═══ DATA RECORDS

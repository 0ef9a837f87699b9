//! Stream adapters composing a [`Filter`] over a [`Source`] or [`Sink`].
//!
//! The pump engine never learns that a transform exists: a wrapped source
//! or sink presents the filtered record type through the same contract.
//! Adapters nest arbitrarily, so multi-stage pipelines are built purely by
//! repeated wrapping.

use std::marker::PhantomData;

use crate::contract::{Filter, Sink, Source};
use crate::error::Result;

/// A [`Source<S>`] built from an inner [`Source<T>`] and a [`Filter<T, S>`].
///
/// Owns both exclusively for its lifetime. End-of-stream propagates
/// unchanged; the filter is never invoked on "no data".
pub struct FilteredSource<I, F, T, S> {
    inner: I,
    filter: F,
    _records: PhantomData<fn(T) -> S>,
}

impl<I, F, T, S> FilteredSource<I, F, T, S>
where
    I: Source<T>,
    F: Filter<T, S>,
{
    pub fn new(inner: I, filter: F) -> Self {
        Self {
            inner,
            filter,
            _records: PhantomData,
        }
    }

    /// Recover the inner source and filter, e.g. to close the source.
    pub fn into_parts(self) -> (I, F) {
        (self.inner, self.filter)
    }
}

impl<I, F, T, S> Source<S> for FilteredSource<I, F, T, S>
where
    I: Source<T>,
    F: Filter<T, S>,
{
    fn read(&mut self, count: usize) -> Result<Option<Vec<S>>> {
        match self.inner.read(count)? {
            Some(batch) => Ok(Some(self.filter.apply(batch)?)),
            None => Ok(None),
        }
    }

    // Filters are stateless; only the inner source has a checkpoint.
    fn commit(&mut self) -> Result<()> {
        self.inner.commit()
    }
}

/// A [`Sink<T>`] built from a [`Filter<T, S>`] and an inner [`Sink<S>`].
///
/// `write` applies the filter first, then delegates; `commit` delegates
/// only to the inner sink.
pub struct FilteredSink<O, F, T, S> {
    inner: O,
    filter: F,
    _records: PhantomData<fn(T) -> S>,
}

impl<O, F, T, S> FilteredSink<O, F, T, S>
where
    O: Sink<S>,
    F: Filter<T, S>,
{
    pub fn new(inner: O, filter: F) -> Self {
        Self {
            inner,
            filter,
            _records: PhantomData,
        }
    }

    /// Recover the inner sink and filter, e.g. to close the sink.
    pub fn into_parts(self) -> (O, F) {
        (self.inner, self.filter)
    }
}

impl<O, F, T, S> Sink<T> for FilteredSink<O, F, T, S>
where
    O: Sink<S>,
    F: Filter<T, S>,
{
    fn write(&mut self, records: Vec<T>) -> Result<()> {
        let transformed = self.filter.apply(records)?;
        self.inner.write(transformed)
    }

    fn commit(&mut self) -> Result<()> {
        self.inner.commit()
    }
}

/// Composition sugar for sources.
pub trait SourceExt<T>: Source<T> + Sized {
    /// Pipe every batch read from this source through `filter`.
    fn with_filter<S, F>(self, filter: F) -> FilteredSource<Self, F, T, S>
    where
        F: Filter<T, S>,
    {
        FilteredSource::new(self, filter)
    }
}

impl<T, I: Source<T>> SourceExt<T> for I {}

/// Composition sugar for sinks.
pub trait SinkExt<S>: Sink<S> + Sized {
    /// Pipe every batch through `filter` before it reaches this sink.
    fn with_filter<T, F>(self, filter: F) -> FilteredSink<Self, F, T, S>
    where
        F: Filter<T, S>,
    {
        FilteredSink::new(self, filter)
    }
}

impl<S, O: Sink<S>> SinkExt<S> for O {}

#[cfg(test)]
mod tests {
    use super::*;
    use crate::error::PumpError;

    struct StaticSource {
        batches: Vec<Vec<u32>>,
    }

    impl Source<u32> for StaticSource {
        fn read(&mut self, _count: usize) -> Result<Option<Vec<u32>>> {
            if self.batches.is_empty() {
                Ok(None)
            } else {
                Ok(Some(self.batches.remove(0)))
            }
        }

        fn commit(&mut self) -> Result<()> {
            Ok(())
        }
    }

    #[derive(Default)]
    struct CollectSink {
        records: Vec<String>,
        commits: usize,
    }

    impl Sink<String> for CollectSink {
        fn write(&mut self, records: Vec<String>) -> Result<()> {
            self.records.extend(records);
            Ok(())
        }

        fn commit(&mut self) -> Result<()> {
            self.commits += 1;
            Ok(())
        }
    }

    /// Counts invocations so tests can prove the filter is skipped on
    /// end-of-stream.
    struct Stringify {
        calls: usize,
    }

    impl Filter<u32, String> for Stringify {
        fn apply(&mut self, records: Vec<u32>) -> Result<Vec<String>> {
            self.calls += 1;
            Ok(records.into_iter().map(|n| n.to_string()).collect())
        }
    }

    struct RejectAll;

    impl Filter<u32, String> for RejectAll {
        fn apply(&mut self, _records: Vec<u32>) -> Result<Vec<String>> {
            Err(PumpError::transform("rejected"))
        }
    }

    #[test]
    fn filtered_source_transforms_batches() {
        let source = StaticSource {
            batches: vec![vec![1, 2], vec![3]],
        };
        let mut filtered = source.with_filter(Stringify { calls: 0 });

        assert_eq!(
            filtered.read(10).unwrap(),
            Some(vec!["1".to_string(), "2".to_string()])
        );
        assert_eq!(filtered.read(10).unwrap(), Some(vec!["3".to_string()]));
        assert_eq!(filtered.read(10).unwrap(), None);
    }

    #[test]
    fn end_of_stream_skips_the_filter() {
        let source = StaticSource { batches: vec![] };
        let mut filtered = FilteredSource::new(source, Stringify { calls: 0 });

        assert_eq!(filtered.read(5).unwrap(), None);
        let (_, filter) = filtered.into_parts();
        assert_eq!(filter.calls, 0);
    }

    #[test]
    fn filtered_sink_transforms_before_delegating() {
        let sink = CollectSink::default();
        let mut filtered = sink.with_filter(Stringify { calls: 0 });

        filtered.write(vec![7, 8]).unwrap();
        filtered.commit().unwrap();

        let (inner, _) = filtered.into_parts();
        assert_eq!(inner.records, vec!["7".to_string(), "8".to_string()]);
        assert_eq!(inner.commits, 1);
    }

    #[test]
    fn filter_failure_fails_the_whole_write() {
        let sink = CollectSink::default();
        let mut filtered = FilteredSink::new(sink, RejectAll);

        let err = filtered.write(vec![1, 2, 3]).unwrap_err();
        assert!(matches!(err, PumpError::Transform { .. }));

        let (inner, _) = filtered.into_parts();
        assert!(inner.records.is_empty(), "no partial delivery");
    }

    #[test]
    fn adapters_nest() {
        struct Double;
        impl Filter<u32, u32> for Double {
            fn apply(&mut self, records: Vec<u32>) -> Result<Vec<u32>> {
                Ok(records.into_iter().map(|n| n * 2).collect())
            }
        }

        let source = StaticSource {
            batches: vec![vec![1, 2]],
        };
        let mut nested = source.with_filter(Double).with_filter(Stringify { calls: 0 });

        assert_eq!(
            nested.read(10).unwrap(),
            Some(vec!["2".to_string(), "4".to_string()])
        );
    }
}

══════

Please repeat every entry, exactly as it was written.

* _EXERCISE RESPONSE_
repository 0ef9a837f87699b9
//! Stream adapters composing a [`Filter`] over a [`Source`] or [`Sink`].
//!
//! The pump engine never learns that a transform exists: a wrapped source
//! or sink presents the filtered record type through the same contract.
//! Adapters nest arbitrarily, so multi-stage pipelines are built purely by
//! repeated wrapping.

use std::marker::PhantomData;

use crate::contract::{Filter, Sink, Source};
use crate::error::Result;

/// A [`Source<S>`] built from an inner [`Source<T>`] and a [`Filter<T, S>`].
///
/// Owns both exclusively for its lifetime. End-of-stream propagates
/// unchanged; the filter is never invoked on "no data".
pub struct FilteredSource<I, F, T, S> {
    inner: I,
    filter: F,
    _records: PhantomData<fn(T) -> S>,
}

impl<I, F, T, S> FilteredSource<I, F, T, S>
where
    I: Source<T>,
    F: Filter<T, S>,
{
    pub fn new(inner: I, filter: F) -> Self {
        Self {
            inner,
            filter,
            _records: PhantomData,
        }
    }

    /// Recover the inner source and filter, e.g. to close the source.
    pub fn into_parts(self) -> (I, F) {
        (self.inner, self.filter)
    }
}

impl<I, F, T, S> Source<S> for FilteredSource<I, F, T, S>
where
    I: Source<T>,
    F: Filter<T, S>,
{
    fn read(&mut self, count: usize) -> Result<Option<Vec<S>>> {
        match self.inner.read(count)? {
            Some(batch) => Ok(Some(self.filter.apply(batch)?)),
            None => Ok(None),
        }
    }

    // Filters are stateless; only the inner source has a checkpoint.
    fn commit(&mut self) -> Result<()> {
        self.inner.commit()
    }
}

/// A [`Sink<T>`] built from a [`Filter<T, S>`] and an inner [`Sink<S>`].
///
/// `write` applies the filter first, then delegates; `commit` delegates
/// only to the inner sink.
pub struct FilteredSink<O, F, T, S> {
    inner: O,
    filter: F,
    _records: PhantomData<fn(T) -> S>,
}

impl<O, F, T, S> FilteredSink<O, F, T, S>
where
    O: Sink<S>,
    F: Filter<T, S>,
{
    pub fn new(inner: O, filter: F) -> Self {
        Self {
            inner,
            filter,
            _records: PhantomData,
        }
    }

    /// Recover the inner sink and filter, e.g. to close the sink.
    pub fn into_parts(self) -> (O, F) {
        (self.inner, self.filter)
    }
}

impl<O, F, T, S> Sink<T> for FilteredSink<O, F, T, S>
where
    O: Sink<S>,
    F: Filter<T, S>,
{
    fn write(&mut self, records: Vec<T>) -> Result<()> {
        let transformed = self.filter.apply(records)?;
        self.inner.write(transformed)
    }

    fn commit(&mut self) -> Result<()> {
        self.inner.commit()
    }
}

/// Composition sugar for sources.
pub trait SourceExt<T>: Source<T> + Sized {
    /// Pipe every batch read from this source through `filter`.
    fn with_filter<S, F>(self, filter: F) -> FilteredSource<Self, F, T, S>
    where
        F: Filter<T, S>,
    {
        FilteredSource::new(self, filter)
    }
}

impl<T, I: Source<T>> SourceExt<T> for I {}

/// Composition sugar for sinks.
pub trait SinkExt<S>: Sink<S> + Sized {
    /// Pipe every batch through `filter` before it reaches this sink.
    fn with_filter<T, F>(self, filter: F) -> FilteredSink<Self, F, T, S>
    where
        F: Filter<T, S>,
    {
        FilteredSink::new(self, filter)
    }
}

impl<S, O: Sink<S>> SinkExt<S> for O {}

#[cfg(test)]
mod tests {
    use super::*;
    use crate::error::PumpError;

    struct StaticSource {
        batches: Vec<Vec<u32>>,
    }

    impl Source<u32> for StaticSource {
        fn read(&mut self, _count: usize) -> Result<Option<Vec<u32>>> {
            if self.batches.is_empty() {
                Ok(None)
            } else {
                Ok(Some(self.batches.remove(0)))
            }
        }

        fn commit(&mut self) -> Result<()> {
            Ok(())
        }
    }

    #[derive(Default)]
    struct CollectSink {
        records: Vec<String>,
        commits: usize,
    }

    impl Sink<String> for CollectSink {
        fn write(&mut self, records: Vec<String>) -> Result<()> {
            self.records.extend(records);
            Ok(())
        }

        fn commit(&mut self) -> Result<()> {
            self.commits += 1;
            Ok(())
        }
    }

    /// Counts invocations so tests can prove the filter is skipped on
    /// end-of-stream.
    struct Stringify {
        calls: usize,
    }

    impl Filter<u32, String> for Stringify {
        fn apply(&mut self, records: Vec<u32>) -> Result<Vec<String>> {
            self.calls += 1;
            Ok(records.into_iter().map(|n| n.to_string()).collect())
        }
    }

    struct RejectAll;

    impl Filter<u32, String> for RejectAll {
        fn apply(&mut self, _records: Vec<u32>) -> Result<Vec<String>> {
            Err(PumpError::transform("rejected"))
        }
    }

    #[test]
    fn filtered_source_transforms_batches() {
        let source = StaticSource {
            batches: vec![vec![1, 2], vec![3]],
        };
        let mut filtered = source.with_filter(Stringify { calls: 0 });

        assert_eq!(
            filtered.read(10).unwrap(),
            Some(vec!["1".to_string(), "2".to_string()])
        );
        assert_eq!(filtered.read(10).unwrap(), Some(vec!["3".to_string()]));
        assert_eq!(filtered.read(10).unwrap(), None);
    }

    #[test]
    fn end_of_stream_skips_the_filter() {
        let source = StaticSource { batches: vec![] };
        let mut filtered = FilteredSource::new(source, Stringify { calls: 0 });

        assert_eq!(filtered.read(5).unwrap(), None);
        let (_, filter) = filtered.into_parts();
        assert_eq!(filter.calls, 0);
    }

    #[test]
    fn filtered_sink_transforms_before_delegating() {
        let sink = CollectSink::default();
        let mut filtered = sink.with_filter(Stringify { calls: 0 });

        filtered.write(vec![7, 8]).unwrap();
        filtered.commit().unwrap();

        let (inner, _) = filtered.into_parts();
        assert_eq!(inner.records, vec!["7".to_string(), "8".to_string()]);
        assert_eq!(inner.commits, 1);
    }

    #[test]
    fn filter_failure_fails_the_whole_write() {
        let sink = CollectSink::default();
        let mut filtered = FilteredSink::new(sink, RejectAll);

        let err = filtered.write(vec![1, 2, 3]).unwrap_err();
        assert!(matches!(err, PumpError::Transform { .. }));

        let (inner, _) = filtered.into_parts();
        assert!(inner.records.is_empty(), "no partial delivery");
    }

    #[test]
    fn adapters_nest() {
        struct Double;
        impl Filter<u32, u32> for Double {
            fn apply(&mut self, records: Vec<u32>) -> Result<Vec<u32>> {
                Ok(records.into_iter().map(|n| n * 2).collect())
            }
        }

        let source = StaticSource {
            batches: vec![vec![1, 2]],
        };
        let mut nested = source.with_filter(Double).with_filter(Stringify { calls: 0 });

        assert_eq!(
            nested.read(10).unwrap(),
            Some(vec!["2".to_string(), "4".to_string()])
        );
    }
}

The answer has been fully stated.